Du reste, jamais une plainte, jamais une impatience, jamais un mouvement de mauvaise humeur. La seule chose qu’elle redoutait, c’était de devenir tout à fait impotente ; mais ce n’était pas pour elle-même qu’elle craignait la paralysie ; c’était à cause de nous et de ses domestiques.

Le 22 novembre, elle put sortir pour la dernière fois pour aller à la messe. Le médecin lui interdit absolument la marche et l’air froid.

Ses crises d’étouffements devinrent violentes. Ma sœur Nathalie de Malaret, qui était venue passer l’hiver auprès d’elle, accompagnée de sa fille Madeleine, était souvent obligée de se lever pendant la nuit pour lui procurer quelques soulagements. Vers le milieu de décembre, nous commençâmes à nous inquiéter tout de bon.

Le vendredi soir, 19, je fus sur le point de lui proposer de l’administrer ; néanmoins, comme elle semblait mieux, je remis à un peu plus tard, plus encore pour ménager mes frères et sœurs que pour elle-même.

Le lendemain matin, à 5 heures, Saint-Jean, le fidèle serviteur de ma mère, accourait en toute hâte et m’appelait auprès d’elle. Depuis deux longues heures, d’horribles étouffements se succédaient presque sans interruption. C’était navrant, même à entendre. « Viens vite, me dit à demi-voix ma sœur, dès qu’elle m’aperçut. Cela va un peu moins mal depuis quelques minutes ; mais, mon Dieu ! que c’était affreux tout à l’heure ! J’ai trouvé la pauvre maman la tête renversée en arrière, la bouche ouverte, et haletante ; sa pauvre poitrine se soulevait comme des vagues ; les veines du cou se gonflaient à se briser. Plusieurs fois j’ai cru que le dernier moment était venu. »

Je n’hésitai plus. Je lui proposai l’Extrême-Onction, qu’elle accueillit non avec résignation, ce serait trop peu dire, mais avec empressement, avec bonheur. C’était le 20 décembre.
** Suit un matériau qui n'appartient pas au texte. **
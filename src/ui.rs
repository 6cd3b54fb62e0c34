//! Pure helpers shared by the DOM and GPU glue.
//!
//! Nothing here touches `web_sys`, so host tests can pull the file in directly.

use crate::constants::{ESCAPE_KEY, TOOLTIP_HIDDEN_PX};
use knot_core::TooltipUpdate;

/// What the tooltip element should carry after a frame.
#[derive(Clone, Debug, PartialEq)]
pub struct TooltipStyle {
    pub text: String,
    pub transform: String,
}

#[inline]
pub fn css_translate(x: f32, y: f32) -> String {
    format!("translate({}px, {}px)", x, y)
}

pub fn tooltip_style(update: &TooltipUpdate) -> TooltipStyle {
    match update {
        TooltipUpdate::Show { text, x, y } => TooltipStyle {
            text: text.clone(),
            transform: css_translate(*x, *y),
        },
        TooltipUpdate::Clear => TooltipStyle {
            text: String::new(),
            transform: css_translate(TOOLTIP_HIDDEN_PX, TOOLTIP_HIDDEN_PX),
        },
    }
}

/// State the nav should switch to when its toggle is clicked.
#[inline]
pub fn nav_next_open(aria_expanded: Option<&str>) -> bool {
    aria_expanded != Some("true")
}

#[inline]
pub fn bool_attr(value: bool) -> &'static str {
    if value {
        "true"
    } else {
        "false"
    }
}

#[inline]
pub fn closes_nav(key: &str) -> bool {
    key == ESCAPE_KEY
}

/// Clicking an anchor inside the link list closes the menu.
#[inline]
pub fn is_link_tag(tag_name: &str) -> bool {
    tag_name.eq_ignore_ascii_case("a")
}

#[inline]
pub fn year_text(year: u32) -> String {
    year.to_string()
}

/// A page kept in the back/forward cache comes back without reloading,
/// so its background has to survive the `pagehide`.
#[inline]
pub fn tears_down_on_pagehide(persisted: bool) -> bool {
    !persisted
}

/// Largest power-of-two sample count up to `wanted` that `supported` accepts.
pub fn sample_count(wanted: u32, supported: impl Fn(u32) -> bool) -> u32 {
    let mut n = wanted.max(1).next_power_of_two();
    if n > wanted {
        n /= 2;
    }
    while n > 1 && !supported(n) {
        n /= 2;
    }
    n.max(1)
}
Cependant, quelques jours après, elle se remit encore une fois de cette crise, assez du moins pour pouvoir aller et venir un peu dans son appartement, et quelquefois même se mettre à table avec nous. Habituellement, pour éviter une fatigue dont les conséquences immédiates étaient des étouffements et des crises, elle restait dans sa chambre, assise dans un grand fauteuil, qu’après sa mort j’ai recueilli comme une sorte de relique. C’était là, à ses côtés, que je passai toutes mes soirées ; mes frères et sœurs venaient tour à tour passer auprès d’elle quelques instants, pour ne pas la fatiguer par des conversations trop suivies ou trop bruyantes. Quand elle était seule, elle lisait, ou priait, ou sommeillait, épuisée par les progrès intérieurs du mal.

Le jour de l’an, elle présida avec une joie toute maternelle le bon repas de famille, qui groupait autour d’elle la plupart de ses enfants et petits-enfants. Elle était enchantée des rires, de l’entrain de la jeunesse, à qui elle venait de distribuer, pour la dernière fois, hélas ! des étrennes toujours trop petites pour son cœur, quoique trop grandes pour sa bourse.

Au milieu de cette amélioration momentanée, et d’ailleurs bien relative, elle ne se faisait aucune illusion. À quelques paroles qui lui échappaient par-ci par-là, dans l’intimité, elle se montrait à nous vivant dans la pensée tranquille et constante de sa fin prochaine, humble et douce devant Dieu. Jusqu’à la fin elle conserva toutes ses facultés, ainsi que son regard si intelligent, si tendre. Le corps seul s’affaissait de plus en plus ; les jambes lui refusaient leur service.

La médecine inventa contre les suffocations plusieurs palliatifs, qui réussirent d’abord, puis s’usèrent les uns après les autres. À partir du 23 ou 24 janvier, la désorganisation générale s’accentua ; les crises devinrent si violentes, si aiguës, si prolongées, que ma pauvre mère entra dans une sorte d’agonie. C’était surtout le matin, aux approches du jour, et dans l’après-midi, qu’elle souffrait le plus. Chacune de ses respirations étranglées paraissait devoir être la dernière.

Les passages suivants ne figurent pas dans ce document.